Membuat Sonya mulai tidak fokus bernyanyi akibat setengah tertawa ketika tahu Aldi, yang sebenarnya sedang sibuk dengan peragaan teknik bolanya, tiba-tiba saja menyempatkan diri bernyanyi dengan model suara yang justru merusak lagu. Tidak jauh berbeda dengan suara Yogi. Keduanya benar-benar tidak punya malu. Bermodalkan rasa percaya diri yang tinggi, mereka tetap saja bernyanyi
Hingga akhirnya lagu benar-benar berhenti, digantikan oleh sisa-sisa tawa mereka semua. Sayangnya kelucuan itu tidak berlaku untukku.

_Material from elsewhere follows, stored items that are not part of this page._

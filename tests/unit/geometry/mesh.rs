use crate::foundation::core::Rgba;
use crate::geometry::mesh::{Mesh, ShapeMesh};

#[test]
fn default_meshes_are_empty() {
    assert!(Mesh::default().is_empty());
    assert!(ShapeMesh::default().is_empty());
}

#[test]
fn a_shape_with_either_half_is_not_empty() {
    let mesh = Mesh {
        positions: vec![[0.0, 0.0], [1.0, 0.0], [0.0, 1.0]],
        indices: vec![0, 1, 2],
        color: Rgba::new(1.0, 0.0, 0.0, 1.0),
    };
    assert!(!mesh.is_empty());

    let fill_only = ShapeMesh {
        fill: Some(mesh.clone()),
        stroke: None,
    };
    let stroke_only = ShapeMesh {
        fill: None,
        stroke: Some(mesh),
    };
    assert!(!fill_only.is_empty());
    assert!(!stroke_only.is_empty());
}
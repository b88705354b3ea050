//! Binary resource classification and audio signature sniffing.

use std::collections::HashMap;

use crate::document::proto::MovieEntity;

/// Resource format recognized by the byte-signature sniffer.
///
/// Classification into image vs. audio is driven by audio-key membership, not
/// by sniffing; the format tag exists for hosts that hand blobs to an
/// external decoder or materialize them to disk.
#[derive(Clone, Copy, Debug, PartialEq, Eq, serde::Serialize, serde::Deserialize)]
pub enum AudioFormat {
    /// RIFF/WAVE container.
    Wav,
    /// Ogg (Vorbis) container.
    Ogg,
    /// MPEG audio (ID3 tag or MPEG frame sync).
    Mpeg,
    /// ADTS AAC frame sync.
    Aac,
    /// No recognized signature.
    Unknown,
}

impl AudioFormat {
    /// File extension hosts use when materializing a blob to disk.
    pub fn extension(self) -> &'static str {
        match self {
            Self::Wav => "wav",
            Self::Ogg => "ogg",
            Self::Mpeg => "mpeg",
            Self::Aac => "aac",
            Self::Unknown => "bin",
        }
    }
}

/// Partition the movie's binary blobs into disjoint image and audio maps.
///
/// A blob whose key appears in `audios[].audio_key` is audio regardless of
/// its byte signature; everything else is an image. Blobs shorter than 4
/// bytes cannot be a resource of either kind and are dropped silently. Never
/// fails.
pub fn classify(
    movie: &MovieEntity,
) -> (HashMap<String, Vec<u8>>, HashMap<String, Vec<u8>>) {
    let mut images = HashMap::new();
    let mut audios = HashMap::new();

    for (key, blob) in &movie.images {
        if blob.len() < 4 {
            continue;
        }
        if movie.audios.iter().any(|a| a.audio_key == *key) {
            audios.insert(key.clone(), blob.clone());
        } else {
            images.insert(key.clone(), blob.clone());
        }
    }

    (images, audios)
}

/// Sniff an audio blob's container format from its leading bytes.
pub fn sniff_audio_format(bytes: &[u8]) -> AudioFormat {
    if bytes.len() < 4 {
        return AudioFormat::Unknown;
    }
    if bytes.len() >= 12 && bytes.starts_with(b"RIFF") && &bytes[8..12] == b"WAVE" {
        return AudioFormat::Wav;
    }
    if bytes.starts_with(b"OggS") {
        return AudioFormat::Ogg;
    }
    if bytes.starts_with(b"ID3") {
        return AudioFormat::Mpeg;
    }
    if bytes[0] == 0xFF && matches!(bytes[1], 0xFB | 0xF3 | 0xF2) {
        return AudioFormat::Mpeg;
    }
    if bytes[0] == 0xFF && bytes[1] & 0xF0 == 0xF0 {
        return AudioFormat::Aac;
    }
    AudioFormat::Unknown
}

#[cfg(test)]
#[path = "../../tests/unit/document/resources.rs"]
mod tests;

Aku tidak tahu apa yang mesti ditertawakan, sebab aku justru merasa kesal akibat tidak bisa tidur berkat kelakuan mereka.
“Ketawa dong, Ana. Ayo senyum,” ledek Sonya yang berusaha menarik kedua sudut bibirku agar membentuk senyuman, tapi dengan cepat aku mengelak.
“Lo kebanyakan main sama Dinda sih, jadinya marah-marah terus,” ujar Aldi.
“Bener tuh.”
Vino dengan cekatan langsung membenarkan ucapan Aldi. Aku berharap Dinda ada di sini dan mendengar perkataan dua lelaki ini. Aku berani jamin Dinda akan langsung melibas mereka berdua.
Sonya mengusap mata serta menepuk-nepuk pipi karena lelah tertawa.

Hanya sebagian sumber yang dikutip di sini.